Microsoft is borrowing that equity. The 25th anniversary edition is not pitching new features. It is pitching memory.
For the gaming audience that grew up with the original Xbox, this hardware is a collector's item with emotional resonance. For younger players, it's a piece of gaming history made tangible. Both groups are worth reaching, and a single product can do both jobs simultaneously.
The Business Logic Behind the Drop
Limited anniversary hardware is a well-worn playbook in the console business, but it works for reasons that go beyond nostalgia. These releases generate press coverage without requiring a platform announcement. They move units among enthusiasts who already own current-generation hardware and will buy again for the design alone. And they reinforce brand identity at a moment when Microsoft's hardware strategy has faced genuine scrutiny.
Microsoft has spent the past two years fielding questions about whether it remains committed to dedicated Xbox consoles at all, given its aggressive push into Game Pass, cloud gaming, and multiplatform software. A 25th anniversary console does not answer those questions directly — but it does signal that Microsoft still considers the Xbox hardware identity worth investing in and celebrating.

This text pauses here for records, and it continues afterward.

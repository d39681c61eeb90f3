use crate::database::notification::{
    DigestFrequency, EmailStatus, Notification, NotificationPreference, NotificationType,
};
use crate::database::notification_template::{NotificationTemplate, TemplateType};
use serde::{Deserialize, Serialize};
use utoipa::{IntoParams, ToSchema};

pub const DEFAULT_LIST_LIMIT: i64 = 50;
pub const MAX_LIST_LIMIT: i64 = 500;

// --- Request Payloads ---

/// Admin-issued notification to a single user.
#[derive(Debug, Deserialize, ToSchema)]
#[serde(rename_all = "camelCase")]
pub struct CreateNotificationRequest {
    pub recipient_id: i64,
    #[serde(default = "default_notification_type")]
    pub notification_type: NotificationType,
    pub title: String,
    pub message: String,
    pub album_id: Option<String>,
    pub upload_id: Option<String>,
    #[serde(default)]
    pub data: serde_json::Value,
    /// Also email the recipient.
    #[serde(default)]
    pub send_email: bool,
}

const fn default_notification_type() -> NotificationType {
    NotificationType::System
}

#[derive(Debug, Deserialize, Serialize, ToSchema, Default)]
#[serde(rename_all = "camelCase")]
pub struct UpdatePreferencesRequest {
    pub email_new_upload: Option<bool>,
    pub email_new_comment: Option<bool>,
    pub app_new_upload: Option<bool>,
    pub app_new_comment: Option<bool>,
    pub digest_frequency: Option<DigestFrequency>,
}

impl UpdatePreferencesRequest {
    /// Applies the provided switches on top of `current`.
    #[must_use]
    pub fn apply(&self, mut current: NotificationPreference) -> NotificationPreference {
        if let Some(v) = self.email_new_upload {
            current.email_new_upload = v;
        }
        if let Some(v) = self.email_new_comment {
            current.email_new_comment = v;
        }
        if let Some(v) = self.app_new_upload {
            current.app_new_upload = v;
        }
        if let Some(v) = self.app_new_comment {
            current.app_new_comment = v;
        }
        if let Some(v) = self.digest_frequency {
            current.digest_frequency = v;
        }
        current
    }
}

#[derive(Debug, Deserialize, Serialize, ToSchema)]
#[serde(rename_all = "camelCase")]
pub struct CreateTemplateRequest {
    pub name: String,
    pub template_type: TemplateType,
    pub subject: String,
    pub html_content: String,
    #[serde(default)]
    pub text_content: String,
    #[serde(default)]
    pub available_variables: Vec<String>,
    #[serde(default = "default_true")]
    pub is_active: bool,
}

const fn default_true() -> bool {
    true
}

#[derive(Debug, Deserialize, Serialize, ToSchema, Default)]
#[serde(rename_all = "camelCase")]
pub struct UpdateTemplateRequest {
    pub name: Option<String>,
    pub template_type: Option<TemplateType>,
    pub subject: Option<String>,
    pub html_content: Option<String>,
    pub text_content: Option<String>,
    pub available_variables: Option<Vec<String>>,
    pub is_active: Option<bool>,
}

impl UpdateTemplateRequest {
    #[must_use]
    pub fn apply(self, mut current: NotificationTemplate) -> NotificationTemplate {
        if let Some(v) = self.name {
            current.name = v;
        }
        if let Some(v) = self.template_type {
            current.template_type = v;
        }
        if let Some(v) = self.subject {
            current.subject = v;
        }
        if let Some(v) = self.html_content {
            current.html_content = v;
        }
        if let Some(v) = self.text_content {
            current.text_content = v;
        }
        if let Some(v) = self.available_variables {
            current.available_variables.0 = v;
        }
        if let Some(v) = self.is_active {
            current.is_active = v;
        }
        current
    }
}

/// Renders a stored template by name and emails the result.
#[derive(Debug, Deserialize, Serialize, ToSchema)]
#[serde(rename_all = "camelCase")]
pub struct SendTemplateEmailRequest {
    pub template_name: String,
    pub recipient_email: String,
    #[serde(default)]
    pub recipient_name: String,
    /// Placeholder values, nested by group: `{"album": {"title": "..."}}`.
    #[serde(default)]
    pub context: serde_json::Value,
    pub album_id: Option<String>,
    pub upload_id: Option<String>,
}

// --- URL/Path Parameters ---

#[derive(Debug, Deserialize, IntoParams, ToSchema, Default)]
#[serde(rename_all = "camelCase")]
pub struct ListNotificationsParams {
    #[serde(default)]
    pub unread_only: bool,
    pub limit: Option<i64>,
}

#[derive(Debug, Deserialize, IntoParams, ToSchema, Default)]
#[serde(rename_all = "camelCase")]
pub struct ListEmailsParams {
    pub status: Option<EmailStatus>,
    pub limit: Option<i64>,
}

#[derive(Debug, Serialize, Deserialize, IntoParams, ToSchema)]
#[into_params(parameter_in = Path)]
pub struct NotificationIdParams {
    pub notification_id: String,
}

#[derive(Debug, Serialize, Deserialize, IntoParams, ToSchema)]
#[into_params(parameter_in = Path)]
pub struct EmailIdParams {
    pub email_id: String,
}

#[derive(Debug, Serialize, Deserialize, IntoParams, ToSchema)]
#[into_params(parameter_in = Path)]
pub struct TemplateIdParams {
    pub template_id: i64,
}

/// Clamps a requested page size to `1..=MAX_LIST_LIMIT`.
#[must_use]
pub fn clamp_limit(limit: Option<i64>) -> i64 {
    limit.unwrap_or(DEFAULT_LIST_LIMIT).clamp(1, MAX_LIST_LIMIT)
}

// --- Response Payloads ---

#[derive(Debug, Serialize, ToSchema)]
#[serde(rename_all = "camelCase")]
pub struct NotificationStatsResponse {
    pub total_notifications: i64,
    pub unread_notifications: i64,
    pub recent_notifications: Vec<Notification>,
}

#[derive(Debug, Serialize, ToSchema)]
#[serde(rename_all = "camelCase")]
pub struct MarkAllReadResponse {
    pub updated: u64,
}

#[derive(Debug, Serialize, ToSchema, Default, PartialEq, Eq)]
#[serde(rename_all = "camelCase")]
pub struct RetryDueResponse {
    pub attempted: usize,
    pub sent: usize,
    pub failed: usize,
}
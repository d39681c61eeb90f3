use crate::api_state::ApiContext;
use crate::auth::middlewares::common::{authenticate, extract_token};
use axum::{
    extract::{FromRequestParts, State},
    http::request::Parts,
};
use common_services::api::auth::error::AuthError;
use common_services::database::app_user::User;

/// The caller's user when a bearer token was sent. A bad token is still rejected.
#[derive(Clone, Debug)]
pub struct OptionalUser(pub Option<User>);

impl<S> FromRequestParts<S> for OptionalUser
where
    S: Send + Sync,
    State<ApiContext>: FromRequestParts<S>,
{
    type Rejection = AuthError;

    async fn from_request_parts(parts: &mut Parts, state: &S) -> Result<Self, Self::Rejection> {
        let user = match extract_token(parts) {
            Ok(token) => Some(authenticate(parts, state, &token).await?),
            Err(AuthError::MissingToken) => None,
            Err(e) => return Err(e),
        };
        parts.extensions.insert(Self(user.clone()));
        Ok(Self(user))
    }
}
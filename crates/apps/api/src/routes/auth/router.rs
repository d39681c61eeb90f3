use crate::api_state::ApiContext;
use crate::auth::handlers::get_me;
use axum::{Router, routing::get};

pub fn auth_protected_router() -> Router<ApiContext> {
    Router::new().route("/auth/me", get(get_me))
}
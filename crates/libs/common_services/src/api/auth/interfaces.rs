use crate::database::app_user::UserRole;
use serde::{Deserialize, Serialize};
use utoipa::ToSchema;

const fn default_role() -> UserRole {
    UserRole::User
}

/// Represents the claims contained within a JWT issued by the identity provider.
#[derive(Debug, Serialize, Deserialize, Clone, ToSchema)]
#[serde(rename_all = "camelCase")]
pub struct AuthClaims {
    pub sub: i64, // Subject (user ID)
    pub exp: i64, // Expiration time
    pub email: String,
    #[serde(default)]
    pub name: String,
    #[serde(default = "default_role")]
    pub role: UserRole,
}
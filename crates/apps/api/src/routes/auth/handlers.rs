use axum::{Extension, Json};
use common_services::database::app_user::User;

/// The user behind the bearer token, as mirrored locally.
#[utoipa::path(
    get,
    path = "/auth/me",
    tag = "Auth",
    responses(
        (status = 200, description = "The authenticated user.", body = User),
        (status = 401, description = "Missing or invalid token."),
    ),
    security(("bearer_auth" = []))
)]
pub async fn get_me(Extension(user): Extension<User>) -> Json<User> {
    Json(user)
}
use sqlx::error::DatabaseError;
use thiserror::Error;

/// Detail SQLite puts in front of the `table.column` list of a unique violation.
const SQLITE_UNIQUE_DETAIL: &str = "UNIQUE constraint failed: ";

#[derive(Debug, Error)]
pub enum DbError {
    #[error("Database error: {0}")]
    Sqlx(sqlx::Error),

    /// `columns` holds the violated `table.column` names, or the constraint
    /// name when the driver reports one.
    #[error("Unique constraint violated on {columns:?}: {source}")]
    UniqueViolation {
        columns: Vec<String>,
        source: sqlx::Error,
    },

    #[error("JSON serialization error: {0}")]
    SerdeJson(#[from] serde_json::Error),
}

impl DbError {
    /// Whether this is a unique violation on `column`, given as `table.column`.
    #[must_use]
    pub fn violates_unique(&self, column: &str) -> bool {
        match self {
            Self::UniqueViolation { columns, .. } => columns.iter().any(|c| c == column),
            _ => false,
        }
    }
}

fn unique_columns(db_err: &dyn DatabaseError) -> Vec<String> {
    if let Some(constraint) = db_err.constraint() {
        return vec![constraint.to_owned()];
    }
    db_err
        .message()
        .strip_prefix(SQLITE_UNIQUE_DETAIL)
        .map(|list| list.split(',').map(|c| c.trim().to_owned()).collect())
        .unwrap_or_default()
}

impl From<sqlx::Error> for DbError {
    fn from(err: sqlx::Error) -> Self {
        match &err {
            sqlx::Error::Database(db_err) if db_err.is_unique_violation() => Self::UniqueViolation {
                columns: unique_columns(db_err.as_ref()),
                source: err,
            },
            _ => Self::Sqlx(err),
        }
    }
}
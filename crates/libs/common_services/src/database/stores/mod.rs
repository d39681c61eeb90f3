pub mod album_store;
pub mod event_type_store;
pub mod interaction_store;
pub mod notification_store;
pub mod template_store;
pub mod upload_store;
pub mod user_store;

What the Design Actually Says
The translucent green is doing a lot of work here. Green has been Xbox's brand color since the beginning, but the original console wore it differently — bolder, more physical, less corporate. Bringing that back in a see-through chassis is a way of saying the brand remembers where it came from, even as the business has evolved considerably around it.
The matching controller matters too. Cohesive anniversary packaging is how you turn a hardware drop into a collectible moment rather than just a SKU variant.
Whether the 25th anniversary edition sells out in hours or sits on shelves will tell you something about where Xbox's cultural standing actually is right now. The design is confident. The market will have its own opinion.